# Your goal
The lines to copy from the data below are those that hold the string "Fresh".

* * *

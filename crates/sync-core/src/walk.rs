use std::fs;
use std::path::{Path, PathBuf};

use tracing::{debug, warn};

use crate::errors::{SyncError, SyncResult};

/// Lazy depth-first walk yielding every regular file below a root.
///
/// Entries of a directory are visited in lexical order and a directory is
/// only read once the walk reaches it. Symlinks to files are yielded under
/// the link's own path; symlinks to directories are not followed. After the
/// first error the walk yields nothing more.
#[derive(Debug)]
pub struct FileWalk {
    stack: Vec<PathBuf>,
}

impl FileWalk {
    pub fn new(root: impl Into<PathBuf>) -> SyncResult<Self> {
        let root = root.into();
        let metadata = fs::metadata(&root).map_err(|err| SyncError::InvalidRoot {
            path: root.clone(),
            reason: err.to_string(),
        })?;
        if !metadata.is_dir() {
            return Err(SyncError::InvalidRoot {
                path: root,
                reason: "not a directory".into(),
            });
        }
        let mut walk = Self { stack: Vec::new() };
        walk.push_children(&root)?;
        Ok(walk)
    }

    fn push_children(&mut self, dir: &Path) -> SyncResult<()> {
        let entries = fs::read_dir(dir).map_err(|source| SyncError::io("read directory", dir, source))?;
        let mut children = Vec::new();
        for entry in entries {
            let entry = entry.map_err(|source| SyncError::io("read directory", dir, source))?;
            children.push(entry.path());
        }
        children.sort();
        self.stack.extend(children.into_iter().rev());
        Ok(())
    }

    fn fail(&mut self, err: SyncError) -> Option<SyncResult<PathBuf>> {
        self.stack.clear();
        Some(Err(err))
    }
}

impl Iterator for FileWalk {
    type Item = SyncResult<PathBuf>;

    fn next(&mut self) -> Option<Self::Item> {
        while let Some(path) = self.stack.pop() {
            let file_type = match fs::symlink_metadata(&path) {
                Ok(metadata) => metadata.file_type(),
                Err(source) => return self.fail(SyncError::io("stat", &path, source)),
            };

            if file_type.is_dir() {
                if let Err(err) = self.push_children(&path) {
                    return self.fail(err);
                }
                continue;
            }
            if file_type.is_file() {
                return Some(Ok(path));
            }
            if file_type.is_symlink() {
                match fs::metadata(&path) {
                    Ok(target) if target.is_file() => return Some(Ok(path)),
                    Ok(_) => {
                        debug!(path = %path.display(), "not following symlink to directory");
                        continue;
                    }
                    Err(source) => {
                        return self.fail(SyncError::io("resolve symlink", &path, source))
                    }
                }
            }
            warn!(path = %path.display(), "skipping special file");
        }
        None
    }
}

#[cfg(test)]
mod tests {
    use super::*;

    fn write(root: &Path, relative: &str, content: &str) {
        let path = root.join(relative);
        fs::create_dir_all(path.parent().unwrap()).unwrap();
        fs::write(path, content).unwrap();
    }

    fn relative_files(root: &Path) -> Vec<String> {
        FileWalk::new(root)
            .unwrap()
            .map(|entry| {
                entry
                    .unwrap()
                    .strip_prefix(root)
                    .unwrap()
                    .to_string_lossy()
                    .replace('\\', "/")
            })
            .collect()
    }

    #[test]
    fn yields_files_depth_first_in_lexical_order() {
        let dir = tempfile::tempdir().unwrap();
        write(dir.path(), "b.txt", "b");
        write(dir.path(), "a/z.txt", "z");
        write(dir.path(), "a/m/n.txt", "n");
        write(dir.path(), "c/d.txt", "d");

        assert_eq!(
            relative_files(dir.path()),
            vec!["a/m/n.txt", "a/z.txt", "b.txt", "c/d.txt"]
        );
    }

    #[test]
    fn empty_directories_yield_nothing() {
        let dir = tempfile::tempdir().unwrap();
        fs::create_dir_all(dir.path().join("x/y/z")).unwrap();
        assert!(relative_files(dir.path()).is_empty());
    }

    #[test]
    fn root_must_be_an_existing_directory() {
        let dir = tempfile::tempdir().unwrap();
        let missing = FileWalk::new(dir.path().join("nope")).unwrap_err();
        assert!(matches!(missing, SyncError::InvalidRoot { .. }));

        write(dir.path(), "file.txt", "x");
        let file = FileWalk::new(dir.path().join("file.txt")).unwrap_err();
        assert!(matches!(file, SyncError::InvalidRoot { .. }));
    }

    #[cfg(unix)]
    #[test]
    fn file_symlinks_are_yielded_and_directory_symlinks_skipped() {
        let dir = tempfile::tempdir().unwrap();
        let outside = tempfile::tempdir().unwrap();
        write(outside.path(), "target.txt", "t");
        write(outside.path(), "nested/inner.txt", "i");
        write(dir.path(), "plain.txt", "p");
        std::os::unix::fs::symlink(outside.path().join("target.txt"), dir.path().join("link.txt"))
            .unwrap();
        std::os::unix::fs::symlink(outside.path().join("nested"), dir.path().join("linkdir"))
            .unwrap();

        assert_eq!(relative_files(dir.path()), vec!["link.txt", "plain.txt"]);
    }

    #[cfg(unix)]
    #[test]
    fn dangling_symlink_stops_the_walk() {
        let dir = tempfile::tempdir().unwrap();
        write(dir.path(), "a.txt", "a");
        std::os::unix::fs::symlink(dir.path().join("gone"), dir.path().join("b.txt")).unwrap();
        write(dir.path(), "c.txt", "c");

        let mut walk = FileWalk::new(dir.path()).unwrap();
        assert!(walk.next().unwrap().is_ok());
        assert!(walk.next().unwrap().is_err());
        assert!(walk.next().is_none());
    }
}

* * *

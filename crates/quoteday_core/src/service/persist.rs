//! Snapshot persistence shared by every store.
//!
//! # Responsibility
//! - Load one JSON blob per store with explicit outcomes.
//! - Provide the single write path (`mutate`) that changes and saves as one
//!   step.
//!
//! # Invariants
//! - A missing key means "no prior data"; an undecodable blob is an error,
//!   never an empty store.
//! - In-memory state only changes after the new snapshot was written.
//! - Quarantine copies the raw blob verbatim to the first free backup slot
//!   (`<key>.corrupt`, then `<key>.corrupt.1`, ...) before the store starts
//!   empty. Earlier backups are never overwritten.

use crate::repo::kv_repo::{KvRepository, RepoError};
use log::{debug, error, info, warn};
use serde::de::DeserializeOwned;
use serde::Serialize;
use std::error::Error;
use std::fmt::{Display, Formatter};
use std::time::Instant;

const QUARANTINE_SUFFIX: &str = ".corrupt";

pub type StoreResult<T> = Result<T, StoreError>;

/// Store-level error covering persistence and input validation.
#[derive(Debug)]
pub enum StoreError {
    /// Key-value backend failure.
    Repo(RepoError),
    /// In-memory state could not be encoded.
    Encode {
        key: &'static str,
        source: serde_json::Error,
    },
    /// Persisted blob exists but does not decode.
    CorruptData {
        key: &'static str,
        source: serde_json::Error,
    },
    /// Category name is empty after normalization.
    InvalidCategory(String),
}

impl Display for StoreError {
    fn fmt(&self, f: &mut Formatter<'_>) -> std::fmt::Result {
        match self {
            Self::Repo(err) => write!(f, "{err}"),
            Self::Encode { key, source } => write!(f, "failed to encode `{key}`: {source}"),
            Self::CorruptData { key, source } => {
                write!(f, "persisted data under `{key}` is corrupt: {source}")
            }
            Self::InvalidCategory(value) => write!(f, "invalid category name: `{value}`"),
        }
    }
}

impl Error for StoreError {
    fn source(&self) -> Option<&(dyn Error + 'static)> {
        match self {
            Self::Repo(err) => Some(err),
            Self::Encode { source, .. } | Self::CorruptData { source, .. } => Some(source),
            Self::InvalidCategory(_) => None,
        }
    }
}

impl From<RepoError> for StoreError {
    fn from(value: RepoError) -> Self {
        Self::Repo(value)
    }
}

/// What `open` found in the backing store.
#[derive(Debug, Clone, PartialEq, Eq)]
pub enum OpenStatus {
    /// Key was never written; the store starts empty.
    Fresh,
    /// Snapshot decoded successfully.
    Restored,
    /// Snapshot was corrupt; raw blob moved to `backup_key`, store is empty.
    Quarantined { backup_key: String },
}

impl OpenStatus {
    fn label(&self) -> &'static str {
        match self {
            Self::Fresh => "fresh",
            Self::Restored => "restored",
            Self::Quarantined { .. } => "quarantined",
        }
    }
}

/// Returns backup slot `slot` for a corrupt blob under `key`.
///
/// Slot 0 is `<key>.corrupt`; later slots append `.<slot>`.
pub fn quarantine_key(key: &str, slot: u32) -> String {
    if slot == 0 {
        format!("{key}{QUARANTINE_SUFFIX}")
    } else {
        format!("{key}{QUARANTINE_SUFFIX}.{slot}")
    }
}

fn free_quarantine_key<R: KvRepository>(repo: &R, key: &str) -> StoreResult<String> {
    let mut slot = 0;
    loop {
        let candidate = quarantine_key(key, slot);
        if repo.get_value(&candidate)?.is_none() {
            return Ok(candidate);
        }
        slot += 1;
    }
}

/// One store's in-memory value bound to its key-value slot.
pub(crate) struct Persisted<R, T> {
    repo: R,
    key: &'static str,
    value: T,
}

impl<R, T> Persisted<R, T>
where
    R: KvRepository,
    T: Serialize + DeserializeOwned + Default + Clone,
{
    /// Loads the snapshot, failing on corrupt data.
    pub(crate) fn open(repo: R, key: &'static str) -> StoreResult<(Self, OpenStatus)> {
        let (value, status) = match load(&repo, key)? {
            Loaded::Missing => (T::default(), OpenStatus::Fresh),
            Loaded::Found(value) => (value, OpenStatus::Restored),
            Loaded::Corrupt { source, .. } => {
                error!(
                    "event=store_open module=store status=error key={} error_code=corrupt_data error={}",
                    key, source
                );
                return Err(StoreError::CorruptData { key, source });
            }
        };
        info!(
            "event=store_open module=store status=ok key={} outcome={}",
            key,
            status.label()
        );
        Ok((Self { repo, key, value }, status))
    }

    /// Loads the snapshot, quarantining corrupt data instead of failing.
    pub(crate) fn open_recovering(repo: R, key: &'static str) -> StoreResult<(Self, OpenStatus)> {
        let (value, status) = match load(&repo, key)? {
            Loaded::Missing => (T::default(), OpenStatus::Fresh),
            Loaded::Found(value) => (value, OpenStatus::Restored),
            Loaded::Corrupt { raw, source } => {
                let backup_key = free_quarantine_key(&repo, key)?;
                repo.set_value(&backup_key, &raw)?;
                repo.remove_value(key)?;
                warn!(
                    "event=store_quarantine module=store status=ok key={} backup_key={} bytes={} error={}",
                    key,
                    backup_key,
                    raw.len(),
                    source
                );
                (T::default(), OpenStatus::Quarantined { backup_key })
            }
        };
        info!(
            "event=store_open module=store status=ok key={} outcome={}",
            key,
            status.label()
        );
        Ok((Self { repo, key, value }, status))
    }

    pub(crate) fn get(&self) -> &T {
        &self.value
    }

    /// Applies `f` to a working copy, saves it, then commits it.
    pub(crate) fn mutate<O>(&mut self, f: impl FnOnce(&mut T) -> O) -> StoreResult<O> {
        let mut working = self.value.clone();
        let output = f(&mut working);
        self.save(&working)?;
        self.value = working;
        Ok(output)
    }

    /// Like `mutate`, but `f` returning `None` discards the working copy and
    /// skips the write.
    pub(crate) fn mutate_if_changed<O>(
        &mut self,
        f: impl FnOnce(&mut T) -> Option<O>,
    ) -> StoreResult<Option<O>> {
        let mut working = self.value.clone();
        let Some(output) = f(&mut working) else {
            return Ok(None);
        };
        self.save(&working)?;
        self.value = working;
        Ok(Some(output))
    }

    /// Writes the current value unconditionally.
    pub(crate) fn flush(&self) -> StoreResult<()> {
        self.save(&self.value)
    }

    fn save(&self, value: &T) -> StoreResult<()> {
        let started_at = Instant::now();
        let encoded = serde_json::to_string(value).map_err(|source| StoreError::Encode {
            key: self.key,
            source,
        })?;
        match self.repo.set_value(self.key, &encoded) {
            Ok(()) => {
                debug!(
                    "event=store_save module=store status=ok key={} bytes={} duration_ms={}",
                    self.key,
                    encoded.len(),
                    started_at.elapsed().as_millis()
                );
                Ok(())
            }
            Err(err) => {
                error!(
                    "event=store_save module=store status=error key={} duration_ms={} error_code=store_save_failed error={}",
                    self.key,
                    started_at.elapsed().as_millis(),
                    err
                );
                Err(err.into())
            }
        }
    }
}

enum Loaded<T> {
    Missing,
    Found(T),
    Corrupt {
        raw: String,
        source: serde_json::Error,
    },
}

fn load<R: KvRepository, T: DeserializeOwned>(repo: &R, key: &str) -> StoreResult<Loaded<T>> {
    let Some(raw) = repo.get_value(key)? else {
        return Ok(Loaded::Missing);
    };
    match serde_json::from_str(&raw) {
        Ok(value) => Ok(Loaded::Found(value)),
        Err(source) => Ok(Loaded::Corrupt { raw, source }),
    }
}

* * *

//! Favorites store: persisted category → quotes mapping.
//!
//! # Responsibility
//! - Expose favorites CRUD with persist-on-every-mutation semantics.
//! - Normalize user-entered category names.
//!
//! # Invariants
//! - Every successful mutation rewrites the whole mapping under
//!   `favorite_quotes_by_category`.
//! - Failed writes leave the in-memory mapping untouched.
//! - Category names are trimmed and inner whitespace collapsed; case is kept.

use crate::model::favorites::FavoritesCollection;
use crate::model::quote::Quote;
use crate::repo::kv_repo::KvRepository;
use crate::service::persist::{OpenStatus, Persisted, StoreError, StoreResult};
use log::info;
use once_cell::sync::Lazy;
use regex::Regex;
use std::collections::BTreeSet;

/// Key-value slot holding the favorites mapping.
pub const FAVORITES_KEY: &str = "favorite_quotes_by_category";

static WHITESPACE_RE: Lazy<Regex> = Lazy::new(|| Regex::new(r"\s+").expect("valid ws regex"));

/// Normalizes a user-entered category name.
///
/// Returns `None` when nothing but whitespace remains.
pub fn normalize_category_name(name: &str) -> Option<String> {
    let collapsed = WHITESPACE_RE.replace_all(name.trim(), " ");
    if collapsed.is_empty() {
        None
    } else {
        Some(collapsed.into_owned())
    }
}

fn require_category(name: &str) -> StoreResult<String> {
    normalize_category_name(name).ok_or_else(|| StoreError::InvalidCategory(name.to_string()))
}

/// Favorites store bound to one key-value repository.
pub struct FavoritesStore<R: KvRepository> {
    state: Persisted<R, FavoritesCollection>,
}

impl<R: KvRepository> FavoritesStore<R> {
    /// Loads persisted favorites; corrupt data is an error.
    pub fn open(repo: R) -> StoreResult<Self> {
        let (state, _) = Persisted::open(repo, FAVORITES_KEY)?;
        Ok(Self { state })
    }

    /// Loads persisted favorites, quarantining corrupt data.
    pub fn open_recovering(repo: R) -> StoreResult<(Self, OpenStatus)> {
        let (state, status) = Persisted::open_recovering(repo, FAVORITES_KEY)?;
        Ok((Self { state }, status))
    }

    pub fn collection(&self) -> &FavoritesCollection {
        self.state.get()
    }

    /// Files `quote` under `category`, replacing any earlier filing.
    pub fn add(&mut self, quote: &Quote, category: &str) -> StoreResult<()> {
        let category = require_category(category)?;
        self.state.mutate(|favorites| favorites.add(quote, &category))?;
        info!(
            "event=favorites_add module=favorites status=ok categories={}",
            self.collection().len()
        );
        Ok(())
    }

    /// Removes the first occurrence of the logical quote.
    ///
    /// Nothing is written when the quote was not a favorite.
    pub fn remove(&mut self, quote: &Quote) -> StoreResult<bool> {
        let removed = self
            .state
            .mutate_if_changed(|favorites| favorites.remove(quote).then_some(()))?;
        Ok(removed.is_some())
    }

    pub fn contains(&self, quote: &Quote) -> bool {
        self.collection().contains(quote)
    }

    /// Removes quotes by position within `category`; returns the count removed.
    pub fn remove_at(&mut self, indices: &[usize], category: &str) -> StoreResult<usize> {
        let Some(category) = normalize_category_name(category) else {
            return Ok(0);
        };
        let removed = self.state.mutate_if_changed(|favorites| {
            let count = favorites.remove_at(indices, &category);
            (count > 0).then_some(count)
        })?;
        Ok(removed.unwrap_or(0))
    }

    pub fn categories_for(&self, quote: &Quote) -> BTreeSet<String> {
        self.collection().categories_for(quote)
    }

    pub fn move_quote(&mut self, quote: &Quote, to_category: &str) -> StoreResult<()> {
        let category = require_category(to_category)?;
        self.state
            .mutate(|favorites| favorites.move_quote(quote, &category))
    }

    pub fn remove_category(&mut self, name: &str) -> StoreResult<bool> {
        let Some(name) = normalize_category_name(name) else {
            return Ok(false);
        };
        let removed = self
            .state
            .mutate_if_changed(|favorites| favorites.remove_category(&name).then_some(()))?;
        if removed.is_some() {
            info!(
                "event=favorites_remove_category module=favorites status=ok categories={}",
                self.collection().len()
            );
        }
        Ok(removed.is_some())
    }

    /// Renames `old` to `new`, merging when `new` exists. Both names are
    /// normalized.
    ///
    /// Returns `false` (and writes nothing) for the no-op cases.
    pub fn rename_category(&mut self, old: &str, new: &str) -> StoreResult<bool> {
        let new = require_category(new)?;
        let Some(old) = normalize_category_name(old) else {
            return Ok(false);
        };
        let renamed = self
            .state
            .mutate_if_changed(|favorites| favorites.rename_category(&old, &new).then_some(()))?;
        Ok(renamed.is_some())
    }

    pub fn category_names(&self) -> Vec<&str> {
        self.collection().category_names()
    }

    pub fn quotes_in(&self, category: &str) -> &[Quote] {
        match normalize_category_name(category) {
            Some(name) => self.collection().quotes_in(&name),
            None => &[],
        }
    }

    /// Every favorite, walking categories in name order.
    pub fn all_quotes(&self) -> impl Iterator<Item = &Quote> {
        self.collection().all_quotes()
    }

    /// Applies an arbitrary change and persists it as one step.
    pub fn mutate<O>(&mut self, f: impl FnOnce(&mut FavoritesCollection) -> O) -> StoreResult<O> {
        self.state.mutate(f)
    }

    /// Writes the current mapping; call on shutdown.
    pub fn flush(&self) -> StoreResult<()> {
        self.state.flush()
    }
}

* * *

# Exercise result
    Fresh,
            Self::Fresh => "fresh",
            Loaded::Missing => (T::default(), OpenStatus::Fresh),
            Loaded::Missing => (T::default(), OpenStatus::Fresh),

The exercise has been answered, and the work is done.